So that's all well and good, but it doesn't really leave anywhere for a third movie to go, because the plot that's been used in the first two movies (a robot teleports back into the past to kill someone responsible for the salvation of mankind from the robots, someone or something else teleports back to save that person, and wacky hijinx follow) no longer works, because the future is no longer filled with killer robots! (Again, waaah.).

So what do you do in a third movie? Well, I think it has to center on John Conner. Here's a kid (but a kid no longer -- I figure in movie 3 he has to be in his late teens or somewhere in his twenties) who was raised to be the saviour of mankind, and is furnished with incontrovertable proof that he is supposed to be the saviour of mankind. But! At the end of Movie #2, it turns out that that job no longer exists, and all the proof of it has been destroyed! Which is a good thing, of course. But where does young John Conner go from there?

Well, I gotta figure he goes kinda nutty. He has all these skills related to saving the world but he no longer has a use for them. Maybe he is kind of jumpy, maybe he has an unusual aversion to technology (or maybe not; he got along pretty good with Arnold in movie #2), maybe he overreacts to situations where he feels threatened. Anyway, he's clearly not well-adjusted for survival in today's societs. Maybe he gets some flashes of what things would have been like in the alternative future he helped to prevent, and that just drives him nuttier, and it's not totally clear whether he's seeing accurate 'memories' from the alternative future or if they're just projections made up by his overstressed brane, you dig?
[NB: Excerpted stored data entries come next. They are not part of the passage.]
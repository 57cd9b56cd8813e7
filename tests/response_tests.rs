use classroom_coach::prompts::{DemoConversation, SYSTEM_PROMPT};
use classroom_coach::response::{
    enforce_outline, has_required_outline, OutlineEnforcer, TextResponseValidator,
    REQUIRED_SECTIONS,
};

#[test]
fn test_demo_response_passes_unchanged() {
    let response = DemoConversation::coach_response();
    assert!(has_required_outline(response));
    assert_eq!(OutlineEnforcer.enforce(response), response.trim());
}

#[test]
fn test_unstructured_teacher_prompt_gets_fallback() {
    let prompt = DemoConversation::teacher_prompt();
    let enforced = OutlineEnforcer.enforce(prompt);

    assert!(has_required_outline(&enforced));
    let first_step = enforced.lines().nth(1).unwrap();
    assert_eq!(first_step, format!("1) Step 1: {}", prompt));
}

#[test]
fn test_sections_are_separated_by_blank_lines() {
    let enforced = enforce_outline("just say calm down");
    let blocks: Vec<&str> = enforced.split("\n\n").collect();
    assert_eq!(blocks.len(), REQUIRED_SECTIONS.len());
    for (block, header) in blocks.iter().zip(REQUIRED_SECTIONS) {
        assert!(block.starts_with(header), "{:?} should start with {}", block, header);
    }
}

#[test]
fn test_headers_with_surrounding_text_pass() {
    let text = "Here is your plan.\nA) 60-Second Stabilize\n1) Pause.\n...B) Teach the Concept (2 minutes)\n1) Model it.\n...C) Check for Understanding (30 seconds)\n1) Ask.\n...D) Extend for Fast Finishers\n1) Extend.\n...E) If It Still Fails\n1) Reset.\n";
    assert_eq!(enforce_outline(text), text.trim());
}

#[test]
fn test_system_prompt_names_every_section_in_order() {
    assert!(has_required_outline(SYSTEM_PROMPT));
}
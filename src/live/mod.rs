//! Duplex streaming session with the Gemini Live API

pub mod client;
pub mod codec;
pub mod pending;
pub mod session;
pub mod transport;
pub mod types;

pub use client::ProtocolClient;
pub use codec::{CodecError, OutboundMessage, ServerMessage};
pub use pending::{PendingAudioQueue, PENDING_AUDIO_CAPACITY};
pub use transport::{ConnectError, API_KEY_HEADER};
pub use types::{ConnectionState, InboundEvent};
So it's all about exploring the dark psyche of this man who by rights should be saviour of the world and stuff, with no explosions or anything unless they're in his imagination and are (of course) integral to the plot. I figure we've either got to go with a really low-budget independent treatment, say from Billy Bob Thornton, or perhaps a high-budget independent jobbie a la Terry Gilliam; either one would work pretty well.

What do you think?

Date: 2003-07-06 08:13 pm (UTC)
From: [identity profile] pobig.livejournal.com
I think it's high time that we actually saw the darn war between the machines and the humans instead of just getting hints of it from the future. Skynet still had some other parts and more than one office building (seems likely..) and go right on making doomsday machines, and this time around decides that nukes and Ahnold-shaped terminator robots didn't work the last two times and tries zillions of venemous spider-bots. Horror movie follows, which is great since I don't watch horror movies so I don't have to see it.

Permalink?

Date: 2003-07-08 07:59 pm (UTC)
From: (Anonymous)
Hmm. How did you wind up with that url? The permalink is actually something more like http://www.cjc.org/blog/index.php?p=227&more=1&c=1. I'm not sure how the "#277" thing came up, since there's no obvious link for that, though that reference point is in the HTML.

-- Cheng

Re: Permalink?

Date: 2003-07-09 04:38 am (UTC)
From: (Anonymous)
Yeah, I got to make the links on the individual postings more obvious.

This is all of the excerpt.